Examples of annual growth increments in an otolith (left) and coral core (right). Left: the otolith is a polished sagittal cross-section from Pomacentrus sulfureus. The blue line is drawn perpendicular to the growth lines, and parallel with the axis of growth. The black lines mark the annual increments. Right: a computed tomography (CT) scan of a Porites spp. coral from the Farasan Banks with one high density stress band (2015), among the annual density bands ranging from approximately 2009 until date of collection in 2019.
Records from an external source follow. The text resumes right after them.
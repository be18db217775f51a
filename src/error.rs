//! Error types for parsing and evaluation.
//!
//! [`ParseError`] is produced while parsing and carries the source span of
//! the offending input for diagnostic formatting. [`EvalError`] is produced
//! during evaluation and can originate from an operator (`${x:?msg}`), the
//! evaluator's limits, or the host's resolver or interceptor.

use crate::ast::span::Span;
use crate::operator::OperatorError;
use std::sync::Arc;
use thiserror::Error;

// ── Parse errors ────────────────────────────────────────────────────────

#[derive(Debug, Clone, PartialEq, Eq, Error)]
#[error("{message} at offset {}", .span.start)]
pub struct ParseError {
    pub span: Span,
    pub message: String,
    pub hint: Option<String>,
}

impl ParseError {
    pub fn new(span: Span, message: impl Into<String>) -> Self {
        Self {
            span,
            message: message.into(),
            hint: None,
        }
    }

    pub fn with_hint(mut self, hint: impl Into<String>) -> Self {
        self.hint = Some(hint.into());
        self
    }

    /// Format the error with source context for display
    pub fn format_with_source(&self, source: &str, name: Option<&str>) -> String {
        let (line, col) = offset_to_line_col(source, self.span.start);
        let source_line = source.lines().nth(line.saturating_sub(1)).unwrap_or("");

        let location = if let Some(name) = name {
            format!(" --> {name}:{line}:{col}")
        } else {
            format!(" --> {line}:{col}")
        };

        let pointer = " ".repeat(col.saturating_sub(1)) + &"^".repeat(self.span.len().max(1));

        let mut output = format!(
            "Error: {}\n{location}\n  |\n{line:>3} | {source_line}\n    | {pointer}",
            self.message
        );

        if let Some(hint) = &self.hint {
            output.push_str(&format!("\n  = hint: {hint}"));
        }

        output
    }
}

fn offset_to_line_col(source: &str, offset: usize) -> (usize, usize) {
    let mut line = 1;
    let mut col = 1;
    for (i, ch) in source.char_indices() {
        if i >= offset {
            break;
        }
        if ch == '\n' {
            line += 1;
            col = 1;
        } else {
            col += 1;
        }
    }
    (line, col)
}

// ── Eval errors ─────────────────────────────────────────────────────────

/// An error that aborts template evaluation.
///
/// Carries a structured [`EvalErrorKind`], a human-readable message, the
/// [`Span`] of the substitution being evaluated when known, and an
/// optional underlying cause.
///
/// # Error chaining
///
/// A [`Resolver`](crate::Resolver) backed by I/O can keep the original
/// error around with [`with_source`](EvalError::with_source):
///
/// ```rust
/// use envsubst::EvalError;
///
/// fn example() -> Result<(), EvalError> {
///     let io_err = std::io::Error::new(std::io::ErrorKind::NotFound, "vault unreachable");
///     Err(EvalError::host_error("failed to fetch secret").with_source(io_err))
/// }
/// ```
#[derive(Debug, Clone, Error)]
#[error("{message}")]
pub struct EvalError {
    pub kind: EvalErrorKind,
    pub span: Option<Span>,
    pub message: String,
    /// The underlying error that caused this evaluation error, if any.
    ///
    /// Wrapped in `Arc` so that `EvalError` remains `Clone`.
    #[source]
    pub source: Option<Arc<dyn std::error::Error + Send + Sync>>,
}

impl EvalError {
    pub fn new(kind: EvalErrorKind, message: impl Into<String>) -> Self {
        Self {
            kind,
            span: None,
            message: message.into(),
            source: None,
        }
    }

    pub fn with_span(mut self, span: Span) -> Self {
        self.span = Some(span);
        self
    }

    /// Attach an underlying error cause to this evaluation error.
    pub fn with_source(mut self, source: impl std::error::Error + Send + Sync + 'static) -> Self {
        self.source = Some(Arc::new(source));
        self
    }

    pub(crate) fn or_span(self, span: Span) -> Self {
        if self.span.is_none() {
            self.with_span(span)
        } else {
            self
        }
    }

    /// `${name:?message}` on an unset or empty parameter.
    pub fn parameter_required(name: &str, message: &str) -> Self {
        let message = if message.is_empty() {
            "parameter null or not set"
        } else {
            message
        };
        Self::new(EvalErrorKind::ParameterRequired, format!("{name}: {message}"))
    }

    /// Wrap an operator failure for the substitution of `name`.
    pub fn from_operator(name: &str, err: OperatorError) -> Self {
        match err {
            OperatorError::Required(message) => Self::parameter_required(name, &message),
            other => Self::new(EvalErrorKind::InvalidArgument, format!("{name}: {other}"))
                .with_source(other),
        }
    }

    pub fn host_error(message: impl Into<String>) -> Self {
        Self::new(EvalErrorKind::HostError, message)
    }
}

#[derive(Debug, Clone, Copy, PartialEq, Eq)]
pub enum EvalErrorKind {
    /// `${name:?}` found the parameter unset or empty.
    ParameterRequired,
    /// An operator argument could not be used, e.g. a non-numeric
    /// substring offset.
    InvalidArgument,
    /// Raised by the host's resolver or interceptor.
    HostError,
    /// Substitutions nested deeper than the configured maximum.
    RecursionLimit,
    /// The evaluation exceeded the configured node budget.
    ResourceLimit,
}

#[cfg(test)]
mod tests {
    use super::*;

    #[test]
    fn test_format_with_source() {
        let err = ParseError::new(Span::new(8, 9), "unexpected character")
            .with_hint("close the substitution with `}`");
        let formatted = err.format_with_source("line one\n${x", Some("app.env"));
        assert!(formatted.starts_with("Error: unexpected character"));
        assert!(formatted.contains(" --> app.env:1:9"));
        assert!(formatted.contains("= hint: close the substitution with `}`"));
    }

    #[test]
    fn test_offset_to_line_col() {
        assert_eq!(offset_to_line_col("ab\ncd", 0), (1, 1));
        assert_eq!(offset_to_line_col("ab\ncd", 4), (2, 2));
    }

    #[test]
    fn test_parameter_required_message() {
        let err = EvalError::parameter_required("HOME", "missing");
        assert_eq!(err.kind, EvalErrorKind::ParameterRequired);
        assert_eq!(err.to_string(), "HOME: missing");

        let err = EvalError::parameter_required("HOME", "");
        assert_eq!(err.to_string(), "HOME: parameter null or not set");
    }

    #[test]
    fn test_from_operator_keeps_source() {
        let err = EvalError::from_operator("x", OperatorError::NegativeLength(-3));
        assert_eq!(err.kind, EvalErrorKind::InvalidArgument);
        assert!(err.source.is_some());
        assert_eq!(err.to_string(), "x: substring length -3 ends before the offset");
    }
}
https://doi.org/10.1371/journal.pone.0316247.g002

The distances between growth increments were measured using ImageJ (version 1.53; [48]). These measurements were conducted in a standard way by measuring the distance from the outside edge of one increment to the outside edge of the next perpendicular to the increments. A photo of the scale bar was used to calibrate the distance in ImageJ [48]. Afterwards, standard cross-dating statistics were used to compare growth rates among the years using the following R packages: stringi, dplR, graphics and utils [4952]. The output (1) indicated potential dating errors for re-inspection, (2) provided among-sample correlation statistics, and (3) produced a “master” chronology time series used to track patterns in the growth rates. Along with the master time series, all individual samples went through an autoregressive detrending model with the dplR package to remove the ontogenetic effect of natural otolith width decline with age. If this effect was not removed, the chronology would show the natural decline of growth with age, instead of showing the effect of environmental variation on the damselfish. While different methods have been used for removing ontogenetic growth trends, this step is commonly applied in most otolith studies (e.g., [12, 53]).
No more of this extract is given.